(Stored data)
++++++++++++++++++++

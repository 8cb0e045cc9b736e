use std::str::FromStr;

use chrono::{DateTime, Utc};
use serde::{Deserialize, Serialize};
use utoipa::ToSchema;

/// Club classification. Closed set: unrecognized raw values coerce to
/// [`TeamCategory::GeneralClub`] at the mapping boundary.
#[derive(Debug, Clone, Copy, PartialEq, Eq, Serialize, Deserialize, ToSchema)]
#[serde(rename_all = "kebab-case")]
pub enum TeamCategory {
    ExhibitionSquad,
    National,
    Under23,
    Invitational,
    GeneralClub,
}

impl Default for TeamCategory {
    fn default() -> Self {
        TeamCategory::GeneralClub
    }
}

impl TeamCategory {
    pub fn as_str(&self) -> &'static str {
        match self {
            TeamCategory::ExhibitionSquad => "exhibition-squad",
            TeamCategory::National => "national",
            TeamCategory::Under23 => "under-23",
            TeamCategory::Invitational => "invitational",
            TeamCategory::GeneralClub => "general-club",
        }
    }

    /// Label used by the legacy store (the 3x3.EXE-derived dataset).
    pub fn label_ja(&self) -> &'static str {
        match self {
            TeamCategory::ExhibitionSquad => "EXE",
            TeamCategory::National => "代表",
            TeamCategory::Under23 => "U23",
            TeamCategory::Invitational => "招待",
            TeamCategory::GeneralClub => "一般クラブ",
        }
    }

    /// Both storage representations of this category, for exact-match filters.
    pub fn raw_values(&self) -> [&'static str; 2] {
        [self.as_str(), self.label_ja()]
    }

    /// Coerces a raw storage value into the closed set, defaulting to
    /// `GeneralClub` on anything unrecognized.
    pub fn from_raw(raw: Option<&str>) -> Self {
        match raw.map(str::trim) {
            Some("exhibition-squad") | Some("EXE") => TeamCategory::ExhibitionSquad,
            Some("national") | Some("代表") => TeamCategory::National,
            Some("under-23") | Some("U23") => TeamCategory::Under23,
            Some("invitational") | Some("招待") => TeamCategory::Invitational,
            Some("general-club") | Some("一般クラブ") => TeamCategory::GeneralClub,
            _ => TeamCategory::default(),
        }
    }
}

/// Strict parse for filter input; unrecognized values become "no filter" at
/// the boundary rather than a default category.
impl FromStr for TeamCategory {
    type Err = ();

    fn from_str(s: &str) -> Result<Self, Self::Err> {
        match s {
            "exhibition-squad" => Ok(TeamCategory::ExhibitionSquad),
            "national" => Ok(TeamCategory::National),
            "under-23" => Ok(TeamCategory::Under23),
            "invitational" => Ok(TeamCategory::Invitational),
            "general-club" => Ok(TeamCategory::GeneralClub),
            _ => Err(()),
        }
    }
}

#[derive(Debug, Clone, PartialEq, Eq, Serialize, Deserialize, ToSchema)]
#[serde(rename_all = "camelCase")]
pub struct Team {
    pub id: i32,
    pub slug: String,
    pub name: String,
    pub location: String,
    pub category: TeamCategory,
    pub image_url: Option<String>,
    pub website_url: Option<String>,
    pub x_account: Option<String>,
    pub instagram_account: Option<String>,
    pub tiktok_account: Option<String>,
    pub updated_at: DateTime<Utc>,
}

++++++++++++++++++++

What is required — Taking the entries above, please repeat each one exactly.

Worked solution —
repository 8cb0e045cc9b736e
use std::str::FromStr;

use chrono::{DateTime, Utc};
use serde::{Deserialize, Serialize};
use utoipa::ToSchema;

/// Club classification. Closed set: unrecognized raw values coerce to
/// [`TeamCategory::GeneralClub`] at the mapping boundary.
#[derive(Debug, Clone, Copy, PartialEq, Eq, Serialize, Deserialize, ToSchema)]
#[serde(rename_all = "kebab-case")]
pub enum TeamCategory {
    ExhibitionSquad,
    National,
    Under23,
    Invitational,
    GeneralClub,
}

impl Default for TeamCategory {
    fn default() -> Self {
        TeamCategory::GeneralClub
    }
}

impl TeamCategory {
    pub fn as_str(&self) -> &'static str {
        match self {
            TeamCategory::ExhibitionSquad => "exhibition-squad",
            TeamCategory::National => "national",
            TeamCategory::Under23 => "under-23",
            TeamCategory::Invitational => "invitational",
            TeamCategory::GeneralClub => "general-club",
        }
    }

    /// Label used by the legacy store (the 3x3.EXE-derived dataset).
    pub fn label_ja(&self) -> &'static str {
        match self {
            TeamCategory::ExhibitionSquad => "EXE",
            TeamCategory::National => "代表",
            TeamCategory::Under23 => "U23",
            TeamCategory::Invitational => "招待",
            TeamCategory::GeneralClub => "一般クラブ",
        }
    }

    /// Both storage representations of this category, for exact-match filters.
    pub fn raw_values(&self) -> [&'static str; 2] {
        [self.as_str(), self.label_ja()]
    }

    /// Coerces a raw storage value into the closed set, defaulting to
    /// `GeneralClub` on anything unrecognized.
    pub fn from_raw(raw: Option<&str>) -> Self {
        match raw.map(str::trim) {
            Some("exhibition-squad") | Some("EXE") => TeamCategory::ExhibitionSquad,
            Some("national") | Some("代表") => TeamCategory::National,
            Some("under-23") | Some("U23") => TeamCategory::Under23,
            Some("invitational") | Some("招待") => TeamCategory::Invitational,
            Some("general-club") | Some("一般クラブ") => TeamCategory::GeneralClub,
            _ => TeamCategory::default(),
        }
    }
}

/// Strict parse for filter input; unrecognized values become "no filter" at
/// the boundary rather than a default category.
impl FromStr for TeamCategory {
    type Err = ();

    fn from_str(s: &str) -> Result<Self, Self::Err> {
        match s {
            "exhibition-squad" => Ok(TeamCategory::ExhibitionSquad),
            "national" => Ok(TeamCategory::National),
            "under-23" => Ok(TeamCategory::Under23),
            "invitational" => Ok(TeamCategory::Invitational),
            "general-club" => Ok(TeamCategory::GeneralClub),
            _ => Err(()),
        }
    }
}

#[derive(Debug, Clone, PartialEq, Eq, Serialize, Deserialize, ToSchema)]
#[serde(rename_all = "camelCase")]
pub struct Team {
    pub id: i32,
    pub slug: String,
    pub name: String,
    pub location: String,
    pub category: TeamCategory,
    pub image_url: Option<String>,
    pub website_url: Option<String>,
    pub x_account: Option<String>,
    pub instagram_account: Option<String>,
    pub tiktok_account: Option<String>,
    pub updated_at: DateTime<Utc>,
}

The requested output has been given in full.